• Collected data entries:
*** Begin section ***

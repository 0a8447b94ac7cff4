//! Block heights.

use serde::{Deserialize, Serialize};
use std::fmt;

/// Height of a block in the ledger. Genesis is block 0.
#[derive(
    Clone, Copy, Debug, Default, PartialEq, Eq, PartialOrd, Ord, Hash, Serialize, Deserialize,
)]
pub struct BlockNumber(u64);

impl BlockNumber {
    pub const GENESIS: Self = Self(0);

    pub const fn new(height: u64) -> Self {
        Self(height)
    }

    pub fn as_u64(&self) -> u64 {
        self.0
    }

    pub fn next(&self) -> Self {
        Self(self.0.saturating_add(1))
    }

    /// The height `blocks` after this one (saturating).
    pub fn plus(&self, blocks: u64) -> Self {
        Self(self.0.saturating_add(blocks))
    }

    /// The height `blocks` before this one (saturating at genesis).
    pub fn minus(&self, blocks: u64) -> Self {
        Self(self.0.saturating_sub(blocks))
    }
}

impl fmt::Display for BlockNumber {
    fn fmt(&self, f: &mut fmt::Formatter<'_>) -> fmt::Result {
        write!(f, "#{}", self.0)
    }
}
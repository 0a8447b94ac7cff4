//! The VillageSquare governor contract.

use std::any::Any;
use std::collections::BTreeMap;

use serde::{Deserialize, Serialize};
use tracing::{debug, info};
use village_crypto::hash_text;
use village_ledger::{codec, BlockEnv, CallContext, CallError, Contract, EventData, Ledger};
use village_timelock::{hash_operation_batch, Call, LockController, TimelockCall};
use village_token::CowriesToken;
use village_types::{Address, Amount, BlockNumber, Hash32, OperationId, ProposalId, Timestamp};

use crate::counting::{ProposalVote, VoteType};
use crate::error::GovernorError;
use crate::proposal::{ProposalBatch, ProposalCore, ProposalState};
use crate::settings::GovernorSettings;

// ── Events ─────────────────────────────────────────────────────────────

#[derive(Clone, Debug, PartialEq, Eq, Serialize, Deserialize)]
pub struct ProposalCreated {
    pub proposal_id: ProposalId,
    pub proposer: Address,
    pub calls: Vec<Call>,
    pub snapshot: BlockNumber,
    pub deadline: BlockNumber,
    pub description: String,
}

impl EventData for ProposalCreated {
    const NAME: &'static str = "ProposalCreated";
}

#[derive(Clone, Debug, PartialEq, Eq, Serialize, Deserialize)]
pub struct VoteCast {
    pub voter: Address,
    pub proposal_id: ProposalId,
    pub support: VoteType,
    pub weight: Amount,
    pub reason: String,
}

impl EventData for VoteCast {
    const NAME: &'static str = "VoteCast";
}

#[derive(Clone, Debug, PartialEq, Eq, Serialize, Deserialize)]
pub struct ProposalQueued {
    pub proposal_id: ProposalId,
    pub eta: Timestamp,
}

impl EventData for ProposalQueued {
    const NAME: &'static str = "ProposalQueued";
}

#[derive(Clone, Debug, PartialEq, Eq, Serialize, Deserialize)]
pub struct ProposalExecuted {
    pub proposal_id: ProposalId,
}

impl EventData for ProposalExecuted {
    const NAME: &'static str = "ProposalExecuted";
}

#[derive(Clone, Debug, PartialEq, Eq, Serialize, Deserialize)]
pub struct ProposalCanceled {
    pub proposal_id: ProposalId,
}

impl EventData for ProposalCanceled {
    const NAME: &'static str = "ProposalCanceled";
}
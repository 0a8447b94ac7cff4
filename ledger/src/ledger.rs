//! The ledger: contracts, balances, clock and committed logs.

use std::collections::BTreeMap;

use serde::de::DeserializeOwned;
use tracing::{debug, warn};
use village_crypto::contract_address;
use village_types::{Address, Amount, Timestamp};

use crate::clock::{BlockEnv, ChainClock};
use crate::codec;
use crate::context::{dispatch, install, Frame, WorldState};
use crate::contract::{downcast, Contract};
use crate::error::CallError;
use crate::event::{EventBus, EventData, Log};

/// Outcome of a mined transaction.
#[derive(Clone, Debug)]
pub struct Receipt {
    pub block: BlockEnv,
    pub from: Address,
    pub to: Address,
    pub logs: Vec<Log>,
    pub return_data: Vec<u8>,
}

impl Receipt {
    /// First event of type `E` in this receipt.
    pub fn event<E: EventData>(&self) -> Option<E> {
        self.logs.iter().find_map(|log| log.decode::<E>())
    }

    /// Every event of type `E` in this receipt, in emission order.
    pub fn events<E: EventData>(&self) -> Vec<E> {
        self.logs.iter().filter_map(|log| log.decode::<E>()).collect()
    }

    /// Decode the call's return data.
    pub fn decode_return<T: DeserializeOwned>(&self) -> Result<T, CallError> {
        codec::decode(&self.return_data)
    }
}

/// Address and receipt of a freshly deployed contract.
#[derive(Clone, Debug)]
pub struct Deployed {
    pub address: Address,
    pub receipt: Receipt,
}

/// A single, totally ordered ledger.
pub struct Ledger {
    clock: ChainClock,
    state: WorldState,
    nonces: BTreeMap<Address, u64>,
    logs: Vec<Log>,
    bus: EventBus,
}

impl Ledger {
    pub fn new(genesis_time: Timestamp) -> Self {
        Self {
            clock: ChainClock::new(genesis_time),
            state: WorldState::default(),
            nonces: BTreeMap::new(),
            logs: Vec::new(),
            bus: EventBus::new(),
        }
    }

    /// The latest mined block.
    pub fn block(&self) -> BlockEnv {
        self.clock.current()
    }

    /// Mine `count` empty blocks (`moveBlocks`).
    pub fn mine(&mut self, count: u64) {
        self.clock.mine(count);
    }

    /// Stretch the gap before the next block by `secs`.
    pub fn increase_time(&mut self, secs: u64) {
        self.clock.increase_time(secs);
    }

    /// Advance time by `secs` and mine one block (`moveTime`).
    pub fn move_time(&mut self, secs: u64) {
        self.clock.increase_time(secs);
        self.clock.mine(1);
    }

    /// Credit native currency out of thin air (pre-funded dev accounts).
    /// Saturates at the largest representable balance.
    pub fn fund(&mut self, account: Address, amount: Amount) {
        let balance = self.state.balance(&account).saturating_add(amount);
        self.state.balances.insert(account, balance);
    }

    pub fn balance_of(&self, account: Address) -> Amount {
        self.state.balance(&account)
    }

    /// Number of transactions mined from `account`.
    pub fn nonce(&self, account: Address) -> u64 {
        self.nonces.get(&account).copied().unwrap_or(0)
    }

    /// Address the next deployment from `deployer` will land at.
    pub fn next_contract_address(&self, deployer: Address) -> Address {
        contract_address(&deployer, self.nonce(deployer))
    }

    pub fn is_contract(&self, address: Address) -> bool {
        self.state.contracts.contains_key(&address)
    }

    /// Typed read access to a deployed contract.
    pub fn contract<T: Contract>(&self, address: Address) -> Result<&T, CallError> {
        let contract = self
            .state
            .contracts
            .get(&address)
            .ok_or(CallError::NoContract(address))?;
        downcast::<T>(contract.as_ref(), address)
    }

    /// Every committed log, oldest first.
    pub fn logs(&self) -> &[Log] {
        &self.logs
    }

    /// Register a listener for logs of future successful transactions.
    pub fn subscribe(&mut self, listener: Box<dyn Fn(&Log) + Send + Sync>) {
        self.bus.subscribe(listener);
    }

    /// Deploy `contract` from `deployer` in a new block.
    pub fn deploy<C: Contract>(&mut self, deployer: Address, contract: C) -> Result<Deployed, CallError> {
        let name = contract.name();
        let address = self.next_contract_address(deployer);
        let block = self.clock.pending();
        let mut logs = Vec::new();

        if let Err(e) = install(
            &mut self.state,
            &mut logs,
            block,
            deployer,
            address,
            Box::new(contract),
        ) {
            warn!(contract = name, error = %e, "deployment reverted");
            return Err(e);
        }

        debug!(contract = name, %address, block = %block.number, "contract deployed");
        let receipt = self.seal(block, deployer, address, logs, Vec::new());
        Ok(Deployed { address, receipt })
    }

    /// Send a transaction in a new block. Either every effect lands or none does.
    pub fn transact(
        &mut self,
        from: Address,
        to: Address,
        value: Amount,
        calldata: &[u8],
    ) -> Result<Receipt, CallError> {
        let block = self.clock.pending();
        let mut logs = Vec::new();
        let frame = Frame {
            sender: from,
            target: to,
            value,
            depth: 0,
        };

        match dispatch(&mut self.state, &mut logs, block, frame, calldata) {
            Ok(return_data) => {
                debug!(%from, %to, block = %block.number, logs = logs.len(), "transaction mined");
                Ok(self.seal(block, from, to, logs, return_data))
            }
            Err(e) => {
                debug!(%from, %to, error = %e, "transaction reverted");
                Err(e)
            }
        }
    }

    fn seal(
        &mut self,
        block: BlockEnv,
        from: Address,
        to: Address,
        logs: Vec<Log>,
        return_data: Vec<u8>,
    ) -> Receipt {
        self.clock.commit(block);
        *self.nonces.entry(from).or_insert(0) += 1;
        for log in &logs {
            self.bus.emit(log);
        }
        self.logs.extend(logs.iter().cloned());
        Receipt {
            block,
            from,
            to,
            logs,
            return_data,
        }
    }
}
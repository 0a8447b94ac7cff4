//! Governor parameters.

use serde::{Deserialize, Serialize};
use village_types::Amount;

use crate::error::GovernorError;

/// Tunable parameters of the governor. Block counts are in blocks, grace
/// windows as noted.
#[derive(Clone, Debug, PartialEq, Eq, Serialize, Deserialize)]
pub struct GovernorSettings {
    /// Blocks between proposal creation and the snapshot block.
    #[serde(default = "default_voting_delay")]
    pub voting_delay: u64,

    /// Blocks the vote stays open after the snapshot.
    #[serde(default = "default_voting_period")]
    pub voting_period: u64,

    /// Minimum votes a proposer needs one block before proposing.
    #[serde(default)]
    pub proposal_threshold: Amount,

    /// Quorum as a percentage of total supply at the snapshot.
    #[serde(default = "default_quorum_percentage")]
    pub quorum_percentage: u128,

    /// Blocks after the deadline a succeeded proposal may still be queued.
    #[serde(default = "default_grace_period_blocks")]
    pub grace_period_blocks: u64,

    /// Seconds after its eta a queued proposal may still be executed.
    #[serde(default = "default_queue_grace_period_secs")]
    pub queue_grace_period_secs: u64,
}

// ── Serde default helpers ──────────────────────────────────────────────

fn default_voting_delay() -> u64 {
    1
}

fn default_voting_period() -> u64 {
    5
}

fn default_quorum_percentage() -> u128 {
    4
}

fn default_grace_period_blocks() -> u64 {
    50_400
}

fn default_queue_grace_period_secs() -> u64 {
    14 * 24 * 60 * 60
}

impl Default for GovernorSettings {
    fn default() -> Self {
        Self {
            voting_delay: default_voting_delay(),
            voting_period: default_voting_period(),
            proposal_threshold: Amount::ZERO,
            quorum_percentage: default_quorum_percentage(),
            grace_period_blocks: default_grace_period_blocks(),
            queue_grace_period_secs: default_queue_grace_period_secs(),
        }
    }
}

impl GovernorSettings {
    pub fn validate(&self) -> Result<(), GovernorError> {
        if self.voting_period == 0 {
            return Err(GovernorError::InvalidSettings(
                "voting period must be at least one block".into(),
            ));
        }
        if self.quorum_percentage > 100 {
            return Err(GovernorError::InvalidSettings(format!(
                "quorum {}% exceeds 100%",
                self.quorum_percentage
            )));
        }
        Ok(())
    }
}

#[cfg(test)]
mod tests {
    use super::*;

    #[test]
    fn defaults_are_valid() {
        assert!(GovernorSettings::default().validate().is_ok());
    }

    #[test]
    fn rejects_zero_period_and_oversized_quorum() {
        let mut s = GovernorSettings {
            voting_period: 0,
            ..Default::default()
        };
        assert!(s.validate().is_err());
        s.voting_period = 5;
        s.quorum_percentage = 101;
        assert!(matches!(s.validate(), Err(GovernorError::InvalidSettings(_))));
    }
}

*** End section ***

• Problem statement: Going back over the entries above, copy word for word every line from the one that has "pub struct Deployed" on through the one that has "pub fn is_contract(&self, address: Address)".

• Solution to this exercise:
pub struct Deployed {
    pub address: Address,
    pub receipt: Receipt,
}

/// A single, totally ordered ledger.
pub struct Ledger {
    clock: ChainClock,
    state: WorldState,
    nonces: BTreeMap<Address, u64>,
    logs: Vec<Log>,
    bus: EventBus,
}

impl Ledger {
    pub fn new(genesis_time: Timestamp) -> Self {
        Self {
            clock: ChainClock::new(genesis_time),
            state: WorldState::default(),
            nonces: BTreeMap::new(),
            logs: Vec::new(),
            bus: EventBus::new(),
        }
    }

    /// The latest mined block.
    pub fn block(&self) -> BlockEnv {
        self.clock.current()
    }

    /// Mine `count` empty blocks (`moveBlocks`).
    pub fn mine(&mut self, count: u64) {
        self.clock.mine(count);
    }

    /// Stretch the gap before the next block by `secs`.
    pub fn increase_time(&mut self, secs: u64) {
        self.clock.increase_time(secs);
    }

    /// Advance time by `secs` and mine one block (`moveTime`).
    pub fn move_time(&mut self, secs: u64) {
        self.clock.increase_time(secs);
        self.clock.mine(1);
    }

    /// Credit native currency out of thin air (pre-funded dev accounts).
    /// Saturates at the largest representable balance.
    pub fn fund(&mut self, account: Address, amount: Amount) {
        let balance = self.state.balance(&account).saturating_add(amount);
        self.state.balances.insert(account, balance);
    }

    pub fn balance_of(&self, account: Address) -> Amount {
        self.state.balance(&account)
    }

    /// Number of transactions mined from `account`.
    pub fn nonce(&self, account: Address) -> u64 {
        self.nonces.get(&account).copied().unwrap_or(0)
    }

    /// Address the next deployment from `deployer` will land at.
    pub fn next_contract_address(&self, deployer: Address) -> Address {
        contract_address(&deployer, self.nonce(deployer))
    }

    pub fn is_contract(&self, address: Address) -> bool {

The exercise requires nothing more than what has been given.